*** Opening RECORDS FOR THIS EXERCISE ***

#[cfg(test)]
mod tests {
    use super::*;
    use crate::events::EventKind;
    use crate::preferences::{PreferenceField, PreferenceSet, PreferenceUpdate, ThemeMode};
    use crate::store::MemoryStore;
    use serde_json::json;
    use std::cell::{Cell, RefCell};
    use std::rc::Rc;
    use std::time::Instant;

    fn manager() -> (ViewManager, StoreHandle, EventBus) {
        let store = StoreHandle::memory();
        let bus = EventBus::new();
        let vm = ViewManager::open(store.clone(), bus.clone(), RestoreOptions::default());
        (vm, store, bus)
    }

    fn count_events(bus: &EventBus, kind: EventKind) -> Rc<Cell<usize>> {
        let count = Rc::new(Cell::new(0));
        let c = Rc::clone(&count);
        bus.subscribe(kind, move |_| c.set(c.get() + 1));
        count
    }

    fn set(vm: &mut ViewManager, update: PreferenceUpdate) {
        vm.prefs_mut().update(update).unwrap();
    }

    #[test]
    fn test_compact_scenario() {
        let (mut vm, store, _) = manager();
        set(&mut vm, PreferenceUpdate::Spacing(8));
        set(&mut vm, PreferenceUpdate::FontSize(12));
        set(&mut vm, PreferenceUpdate::DarkMode(false));
        let id = vm.save_preset("Compact").unwrap();

        set(&mut vm, PreferenceUpdate::Spacing(20));
        assert_eq!(store.get("theme-spacing").as_deref(), Some("20"));

        vm.restore_blocking(&id).unwrap();
        assert_eq!(vm.prefs().prefs().spacing, 8);
        assert_eq!(store.get("theme-spacing").as_deref(), Some("8"));
    }

    #[test]
    fn test_duplicate_name_scenario() {
        let (mut vm, _, _) = manager();
        vm.save_preset("Default").unwrap();
        let err = vm.save_preset("default").unwrap_err();
        assert_eq!(
            err,
            ViewError::Preset(PresetError::DuplicateName("default".into()))
        );
        assert_eq!(vm.presets().len(), 1);
    }

    #[test]
    fn test_round_trip_restores_exact_state() {
        let (mut vm, store, _) = manager();
        let captured = PreferenceSet {
            spacing: 6,
            font_size: 14,
            font_family: "Inter".into(),
            accent_color: "#dc2626".into(),
            is_dark_mode: true,
        };
        vm.prefs_mut().apply_values(&captured).unwrap();
        let id = vm.save_preset("Night").unwrap();

        set(&mut vm, PreferenceUpdate::Spacing(16));
        set(&mut vm, PreferenceUpdate::FontFamily("Roboto".into()));
        vm.prefs_mut().toggle_dark_mode().unwrap();

        vm.restore_blocking(&id).unwrap();
        assert_eq!(vm.prefs().prefs(), &captured);
        assert_eq!(vm.prefs().mode_marker(), ThemeMode::Dark);
        for field in PreferenceField::ALL {
            assert_eq!(store.get(field.key()), Some(captured.value_of(field)));
        }
    }

    #[test]
    fn test_restore_publishes_preset_loaded_once() {
        let (mut vm, _, bus) = manager();
        let id = vm.save_preset("Compact").unwrap();
        let loaded = count_events(&bus, EventKind::PresetLoaded);

        let report = vm.restore_blocking(&id).unwrap();
        assert_eq!(loaded.get(), 1);
        assert_eq!(report.dispatch.delivered, 1);
        assert!(!report.applied_to_grid);

        vm.restore_blocking(&id).unwrap();
        assert_eq!(loaded.get(), 2);
    }

    #[test]
    fn test_storage_written_before_event() {
        let (mut vm, store, bus) = manager();
        store
            .set("ag-grid-sort-model", r#"[{"colId":"price","sort":"asc"}]"#)
            .unwrap();
        set(&mut vm, PreferenceUpdate::Spacing(4));
        let id = vm.save_preset("Tight").unwrap();
        set(&mut vm, PreferenceUpdate::Spacing(30));
        store.remove("ag-grid-sort-model").unwrap();

        let seen = Rc::new(RefCell::new(None));
        let s = Rc::clone(&seen);
        let reader = store.clone();
        bus.subscribe(EventKind::PresetLoaded, move |_| {
            *s.borrow_mut() = Some((
                reader.get("theme-spacing"),
                reader.get("ag-grid-sort-model"),
            ));
        });

        let report = vm.restore_blocking(&id).unwrap();
        assert_eq!(report.grid_keys_written, vec!["ag-grid-sort-model"]);
        let (spacing, sort) = seen.borrow().clone().unwrap();
        assert_eq!(spacing.as_deref(), Some("4"));
        assert_eq!(sort.as_deref(), Some(r#"[{"colId":"price","sort":"asc"}]"#));
    }

    #[test]
    fn test_absent_grid_state_leaves_keys_alone() {
        let (mut vm, store, _) = manager();
        let id = vm.save_preset("Plain").unwrap();
        store.set("ag-grid-column-state", r#"[{"colId":"make"}]"#).unwrap();

        let report = vm.restore_blocking(&id).unwrap();
        assert!(report.grid_keys_written.is_empty());
        assert_eq!(
            store.get("ag-grid-column-state").as_deref(),
            Some(r#"[{"colId":"make"}]"#)
        );
    }

    #[test]
    fn test_restore_unknown_id() {
        let (mut vm, _, bus) = manager();
        let loaded = count_events(&bus, EventKind::PresetLoaded);
        assert_eq!(
            vm.restore_blocking("nope"),
            Err(RestoreError::NotFound("nope".into()))
        );
        assert!(vm.try_restore("nope").is_none());
        assert_eq!(loaded.get(), 0);
    }

    #[test]
    fn test_restore_applies_marker_without_flip() {
        let (mut vm, _, _) = manager();
        set(&mut vm, PreferenceUpdate::DarkMode(true));
        let id = vm.save_preset("Dark").unwrap();

        // Restoring twice must not toggle back
        vm.restore_blocking(&id).unwrap();
        vm.restore_blocking(&id).unwrap();
        assert!(vm.prefs().is_dark_mode());
        assert_eq!(vm.prefs().mode_marker(), ThemeMode::Dark);
    }

    #[test]
    fn test_restore_honours_mount_delay() {
        let store = StoreHandle::memory();
        let options = RestoreOptions {
            mount_delay: Duration::from_millis(30),
            ..Default::default()
        };
        let mut vm = ViewManager::open(store, EventBus::new(), options);
        let id = vm.save_preset("Delayed").unwrap();

        let start = Instant::now();
        vm.restore_blocking(&id).unwrap();
        assert!(start.elapsed() >= Duration::from_millis(30));
    }

    struct RecordingGrid {
        applied: Rc<RefCell<Vec<GridState>>>,
        fail: bool,
    }

    impl GridAdapter for RecordingGrid {
        fn apply_state(&mut self, state: &GridState, _prefs: &PreferenceSet) -> Result<(), GridError> {
            self.applied.borrow_mut().push(state.clone());
            if self.fail {
                Err(GridError::NotReady)
            } else {
                Ok(())
            }
        }
    }

    #[test]
    fn test_attached_grid_receives_state_directly() {
        let (mut vm, store, bus) = manager();
        store.set("ag-grid-filter-model", r#"{"make":{"type":"equals"}}"#).unwrap();
        let id = vm.save_preset("Filtered").unwrap();

        let applied = Rc::new(RefCell::new(Vec::new()));
        vm.attach_grid(Box::new(RecordingGrid {
            applied: Rc::clone(&applied),
            fail: false,
        }));
        let loaded = count_events(&bus, EventKind::PresetLoaded);

        let report = vm.restore_blocking(&id).unwrap();
        assert!(report.applied_to_grid);
        assert_eq!(loaded.get(), 1);
        assert_eq!(
            applied.borrow()[0].filter_model,
            Some(json!({"make": {"type": "equals"}}))
        );
    }

    #[test]
    fn test_grid_failure_still_publishes() {
        let (mut vm, _, bus) = manager();
        let id = vm.save_preset("Any").unwrap();
        vm.attach_grid(Box::new(RecordingGrid {
            applied: Rc::new(RefCell::new(Vec::new())),
            fail: true,
        }));
        let loaded = count_events(&bus, EventKind::PresetLoaded);

        assert_eq!(
            vm.restore_blocking(&id),
            Err(RestoreError::Grid(GridError::NotReady))
        );
        assert_eq!(loaded.get(), 1);
        assert_eq!(vm.current_id(), Some(id.as_str()));
    }

    #[test]
    fn test_update_preset_uses_current_live_values() {
        let (mut vm, _, bus) = manager();
        let id = vm.save_preset("Working").unwrap();
        let updated = count_events(&bus, EventKind::PresetUpdated);

        set(&mut vm, PreferenceUpdate::FontSize(18));
        vm.update_current(None).unwrap();

        let preset = vm.presets().get(&id).unwrap();
        assert_eq!(preset.id, id);
        assert_eq!(preset.name, "Working");
        assert_eq!(preset.prefs.font_size, 18);
        assert_eq!(updated.get(), 1);
    }

    #[test]
    fn test_update_current_without_selection() {
        let (mut vm, _, _) = manager();
        assert_eq!(vm.update_current(None), Err(ViewError::NoSelection));
    }

    #[test]
    fn test_delete_requires_confirmation() {
        let (mut vm, _, _) = manager();
        let id = vm.save_preset("Keep").unwrap();
        assert_eq!(
            vm.delete_preset(&id, DeleteConfirmation::Pending),
            Err(ViewError::ConfirmationRequired(id.clone()))
        );
        assert_eq!(vm.presets().len(), 1);
    }

    #[test]
    fn test_delete_current_falls_back_to_first() {
        let (mut vm, store, bus) = manager();
        let first = vm.save_preset("First").unwrap();
        let second = vm.save_preset("Second").unwrap();
        vm.select(&second).unwrap();

        let changes = Rc::new(RefCell::new(Vec::new()));
        let c = Rc::clone(&changes);
        bus.subscribe(EventKind::ProfileChanged, move |e| c.borrow_mut().push(e.clone()));

        let now = vm.delete_preset(&second, DeleteConfirmation::Confirmed).unwrap();
        assert_eq!(now.as_deref(), Some(first.as_str()));
        assert_eq!(store.get("selected-profile-id"), Some(first.clone()));
        assert_eq!(
            *changes.borrow(),
            vec![Event::ProfileChanged {
                profile_id: Some(first.clone())
            }]
        );

        let now = vm.delete_preset(&first, DeleteConfirmation::Confirmed).unwrap();
        assert_eq!(now, None);
        assert!(vm.current().is_none());
        assert!(store.get("selected-profile-id").is_none());
    }

    #[test]
    fn test_delete_other_keeps_selection() {
        let (mut vm, _, _) = manager();
        let a = vm.save_preset("A").unwrap();
        let b = vm.save_preset("B").unwrap();
        vm.select(&a).unwrap();
        let now = vm.delete_preset(&b, DeleteConfirmation::Confirmed).unwrap();
        assert_eq!(now, Some(a));
    }

    #[test]
    fn test_selection_survives_reopen() {
        let store = StoreHandle::memory();
        let id = {
            let mut vm = ViewManager::open(store.clone(), EventBus::new(), RestoreOptions::default());
            let id = vm.save_preset("Persisted").unwrap();
            vm.select(&id).unwrap();
            id
        };
        let vm = ViewManager::open(store, EventBus::new(), RestoreOptions::default());
        assert_eq!(vm.current_id(), Some(id.as_str()));
        assert_eq!(vm.presets().len(), 1);
    }

    #[test]
    fn test_stale_selection_ignored_on_open() {
        let store = StoreHandle::new(MemoryStore::with_entries([("selected-profile-id", "gone")]));
        let vm = ViewManager::open(store, EventBus::new(), RestoreOptions::default());
        assert!(vm.current_id().is_none());
    }

    #[test]
    fn test_corrupt_collection_opens_empty() {
        let store = StoreHandle::new(MemoryStore::with_entries([("grid-saved-settings", "{oops")]));
        let mut vm = ViewManager::open(store.clone(), EventBus::new(), RestoreOptions::default());
        assert!(vm.presets().is_empty());

        vm.save_preset("Fresh").unwrap();
        let raw = store.get("grid-saved-settings").unwrap();
        assert!(raw.starts_with('['));
    }
}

*** Closing RECORDS FOR THIS EXERCISE ***

WHAT IS REQUIRED =>
The required answer is the run of lines above, starting at the line with "assert!(vm.prefs().is_dark_mode());" and ending at the line with "self.applied.borrow_mut().push(state.clone());", reproduced exactly with both ends.

OUTPUT OF THE EXERCISE =>
        assert!(vm.prefs().is_dark_mode());
        assert_eq!(vm.prefs().mode_marker(), ThemeMode::Dark);
    }

    #[test]
    fn test_restore_honours_mount_delay() {
        let store = StoreHandle::memory();
        let options = RestoreOptions {
            mount_delay: Duration::from_millis(30),
            ..Default::default()
        };
        let mut vm = ViewManager::open(store, EventBus::new(), options);
        let id = vm.save_preset("Delayed").unwrap();

        let start = Instant::now();
        vm.restore_blocking(&id).unwrap();
        assert!(start.elapsed() >= Duration::from_millis(30));
    }

    struct RecordingGrid {
        applied: Rc<RefCell<Vec<GridState>>>,
        fail: bool,
    }

    impl GridAdapter for RecordingGrid {
        fn apply_state(&mut self, state: &GridState, _prefs: &PreferenceSet) -> Result<(), GridError> {
            self.applied.borrow_mut().push(state.clone());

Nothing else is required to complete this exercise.